(Stored data)
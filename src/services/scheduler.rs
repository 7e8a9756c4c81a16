//! Admission controller / scheduler loop.
//!
//! A single controller process polls the pending area, admits records
//! that fit the remaining core and disk budget, and spawns one detached
//! worker process per admitted record. Workers are fire-and-forget: the
//! controller reaps them non-blockingly to keep the process table clean
//! but never consults their exit status - outcomes are read back from
//! record content only.

use std::path::PathBuf;
use std::time::Duration;

use tokio::process::{Child, Command};

use crate::domain::errors::{RigError, RigResult};
use crate::domain::models::{Config, JobField, ResourceLimits};
use crate::infrastructure::fs::{free_disk_mb, JobRecord, LockSettings, Workspace};

/// One spawned worker under observation.
struct TrackedWorker {
    record: String,
    child: Child,
}

pub struct Scheduler {
    config: Config,
    limits: ResourceLimits,
    ws: Workspace,
    lock: LockSettings,
    workers: Vec<TrackedWorker>,
}

impl Scheduler {
    pub fn new(config: Config, limits: ResourceLimits) -> Self {
        let ws = Workspace::new(&config.home);
        let lock = LockSettings::from_config(&config.lock, &ws);
        Self {
            config,
            limits,
            ws,
            lock,
            workers: Vec::new(),
        }
    }

    /// Run admission cycles until both lifecycle areas are empty or an
    /// interrupt arrives. In-flight workers are never killed; they
    /// finalize on their own.
    pub async fn run(&mut self) -> RigResult<()> {
        self.ws.ensure_areas()?;
        let poll = Duration::from_secs(self.config.scheduler.poll_secs);

        loop {
            self.reap();

            if !Workspace::area_has_records(&self.ws.pending())
                && !Workspace::area_has_records(&self.ws.inprogress())
            {
                tracing::info!("pending and in-progress areas drained, stopping");
                break;
            }

            let available = self.available_cores().await?;
            let free_mb = free_disk_mb(&self.ws.work())?;
            if available <= 0 || free_mb < self.config.scheduler.min_free_disk_mb {
                tracing::debug!(
                    available,
                    free_mb,
                    "capacity exhausted, skipping admission this cycle"
                );
            } else {
                self.admit_cycle(available).await?;
            }

            tokio::select! {
                () = tokio::time::sleep(poll) => {}
                _ = tokio::signal::ctrl_c() => {
                    tracing::info!(
                        workers = self.workers.len(),
                        "interrupted; leaving in-flight workers to finalize on their own"
                    );
                    break;
                }
            }
        }
        Ok(())
    }

    /// Non-blocking reap of finished children. Exit statuses are logged
    /// but never interpreted.
    fn reap(&mut self) {
        self.workers.retain_mut(|worker| match worker.child.try_wait() {
            Ok(Some(status)) => {
                tracing::debug!(record = %worker.record, %status, "worker reaped");
                false
            }
            Ok(None) => true,
            Err(e) => {
                tracing::warn!(record = %worker.record, error = %e, "reap failed, dropping handle");
                false
            }
        });
    }

    /// Cores still available on this resource: the configured limit minus
    /// everything admitted, rounded up to whole nodes when the resource
    /// is dedicated.
    async fn available_cores(&self) -> RigResult<i64> {
        let mut in_use: i64 = 0;
        let entries = std::fs::read_dir(self.ws.inprogress())?;
        for entry in entries.flatten() {
            let path = entry.path();
            if path.extension().is_none_or(|ext| ext != "job") {
                continue;
            }
            let mut record = JobRecord::open(&path, &self.lock);
            record.acquire().await?;
            if record.get_str(JobField::Resource) == self.limits.name {
                let cores = record.get_i64(JobField::Cores);
                if cores > 0 {
                    in_use += self.rounded(cores);
                }
            }
            record.release().await;
        }
        Ok(i64::from(self.limits.core_limit) - in_use)
    }

    /// Round a core count up to a whole-node multiple when the resource
    /// practices dedicated-node allocation.
    fn rounded(&self, cores: i64) -> i64 {
        if self.config.dedicated_nodes {
            let node = i64::from(self.config.cores_per_node.max(1));
            // Stable equivalent of signed `i64::div_ceil` (node is always >= 1).
            let quot = cores / node;
            let ceil = if cores % node > 0 { quot + 1 } else { quot };
            ceil * node
        } else {
            cores
        }
    }

    /// Scan the pending area in raw directory-listing order and admit
    /// whatever fits. No fairness: listing order is
    /// filesystem-dependent, by design.
    async fn admit_cycle(&mut self, mut available: i64) -> RigResult<()> {
        let entries = std::fs::read_dir(self.ws.pending())?;
        for entry in entries.flatten() {
            if available <= 0 {
                break;
            }
            let path = entry.path();
            if path.extension().is_none_or(|ext| ext != "job") {
                continue;
            }

            let mut record = JobRecord::open(&path, &self.lock);
            record.acquire().await?;
            let admit = self.check_candidate(&record, available);
            record.release().await;

            let Some(cores) = admit else { continue };

            record.relocate(&self.ws.inprogress()).await?;
            match self.spawn_worker(record.path()) {
                Ok(child) => {
                    available -= self.rounded(cores);
                    tracing::info!(
                        record = %record.name(),
                        cores,
                        available,
                        "admitted"
                    );
                    self.workers.push(TrackedWorker {
                        record: record.name(),
                        child,
                    });
                }
                Err(e) => {
                    // Put the record back so it is retried next cycle
                    // instead of sitting ownerless in the in-progress area.
                    tracing::error!(record = %record.name(), error = %e, "worker spawn failed");
                    record.relocate(&self.ws.pending()).await?;
                }
            }
        }
        Ok(())
    }

    /// Admission rules for one pending record. Returns the core count to
    /// charge when the record should be admitted.
    fn check_candidate(&self, record: &JobRecord, available: i64) -> Option<i64> {
        let name = record.name();

        if record.get_str(JobField::Resource) != self.limits.name {
            tracing::debug!(
                record = %name,
                theirs = record.get_str(JobField::Resource),
                ours = %self.limits.name,
                "different resource, skipping"
            );
            return None;
        }

        let cores = record.get_i64(JobField::Cores);
        if cores < 0 {
            tracing::warn!(record = %name, cores, "invalid processor count, skipping");
            return None;
        }
        if self.rounded(cores) > available {
            tracing::debug!(record = %name, cores, available, "does not fit, skipping");
            return None;
        }

        let instance = record.get_str(JobField::Instance);
        for upstream in record.get_str(JobField::Precondition).split_whitespace() {
            let output = self.ws.precondition_output(instance, upstream);
            if !output.exists() {
                tracing::debug!(
                    record = %name,
                    upstream,
                    "precondition output missing, staying pending"
                );
                return None;
            }
        }

        Some(cores)
    }

    /// Spawn one detached worker bound to a record. The worker gets its
    /// own process group so an interrupt aimed at the controller never
    /// reaches it.
    fn spawn_worker(&self, record_path: &std::path::Path) -> RigResult<Child> {
        Command::new(self.worker_executable())
            .arg(record_path)
            .stdin(std::process::Stdio::null())
            .stdout(std::process::Stdio::null())
            .stderr(std::process::Stdio::null())
            .process_group(0)
            .spawn()
            .map_err(|source| RigError::SpawnFailed {
                record: record_path.display().to_string(),
                source,
            })
    }

    fn worker_executable(&self) -> PathBuf {
        if let Some(ref path) = self.config.scheduler.worker_path {
            return PathBuf::from(path);
        }
        // Default to the worker binary installed next to this executable.
        std::env::current_exe()
            .ok()
            .and_then(|exe| exe.parent().map(|dir| dir.join("perfrig-worker")))
            .unwrap_or_else(|| PathBuf::from("perfrig-worker"))
    }
}

#[cfg(test)]
mod tests {
    use super::*;
    use crate::domain::models::Config;

    fn scheduler(dedicated: bool, cores_per_node: u32) -> Scheduler {
        let config = Config {
            home: "/tmp/rig-test".to_string(),
            dedicated_nodes: dedicated,
            cores_per_node,
            ..Default::default()
        };
        let limits = ResourceLimits::new("local", 64, 4096);
        Scheduler::new(config, limits)
    }

    #[test]
    fn test_rounding_shared_resource() {
        let s = scheduler(false, 8);
        assert_eq!(s.rounded(3), 3);
        assert_eq!(s.rounded(8), 8);
    }

    #[test]
    fn test_rounding_dedicated_resource() {
        let s = scheduler(true, 8);
        assert_eq!(s.rounded(1), 8);
        assert_eq!(s.rounded(8), 8);
        assert_eq!(s.rounded(9), 16);
    }

    #[test]
    fn test_worker_executable_override() {
        let mut s = scheduler(false, 1);
        s.config.scheduler.worker_path = Some("/opt/rig/bin/perfrig-worker".to_string());
        assert_eq!(
            s.worker_executable(),
            PathBuf::from("/opt/rig/bin/perfrig-worker")
        );
    }
}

(Required work):
Report how many lines above contain the string "instance". Please write the number only.

(Answer space):
2